All of the records need to be retyped exactly, with no line dropped.

#### [Record extracts]
________________
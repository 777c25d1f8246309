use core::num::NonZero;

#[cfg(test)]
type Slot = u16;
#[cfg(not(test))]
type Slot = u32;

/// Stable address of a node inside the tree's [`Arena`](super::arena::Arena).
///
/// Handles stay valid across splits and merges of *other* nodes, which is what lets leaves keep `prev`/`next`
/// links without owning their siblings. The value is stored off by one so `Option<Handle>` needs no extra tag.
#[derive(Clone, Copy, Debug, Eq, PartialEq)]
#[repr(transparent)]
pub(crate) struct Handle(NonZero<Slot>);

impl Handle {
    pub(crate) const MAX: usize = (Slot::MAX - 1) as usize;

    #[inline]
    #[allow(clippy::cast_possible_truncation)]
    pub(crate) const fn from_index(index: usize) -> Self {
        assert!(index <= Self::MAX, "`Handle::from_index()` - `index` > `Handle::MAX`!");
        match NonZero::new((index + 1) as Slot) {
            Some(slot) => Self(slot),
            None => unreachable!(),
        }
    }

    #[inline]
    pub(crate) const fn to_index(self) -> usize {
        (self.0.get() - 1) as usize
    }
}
________________
#### [Solution to this problem]
repository 777c25d1f8246309
use core::num::NonZero;

#[cfg(test)]
type Slot = u16;
#[cfg(not(test))]
type Slot = u32;

/// Stable address of a node inside the tree's [`Arena`](super::arena::Arena).
///
/// Handles stay valid across splits and merges of *other* nodes, which is what lets leaves keep `prev`/`next`
/// links without owning their siblings. The value is stored off by one so `Option<Handle>` needs no extra tag.
#[derive(Clone, Copy, Debug, Eq, PartialEq)]
#[repr(transparent)]
pub(crate) struct Handle(NonZero<Slot>);

impl Handle {
    pub(crate) const MAX: usize = (Slot::MAX - 1) as usize;

    #[inline]
    #[allow(clippy::cast_possible_truncation)]
    pub(crate) const fn from_index(index: usize) -> Self {
        assert!(index <= Self::MAX, "`Handle::from_index()` - `index` > `Handle::MAX`!");
        match NonZero::new((index + 1) as Slot) {
            Some(slot) => Self(slot),
            None => unreachable!(),
        }
    }

    #[inline]
    pub(crate) const fn to_index(self) -> usize {
        (self.0.get() - 1) as usize
    }
}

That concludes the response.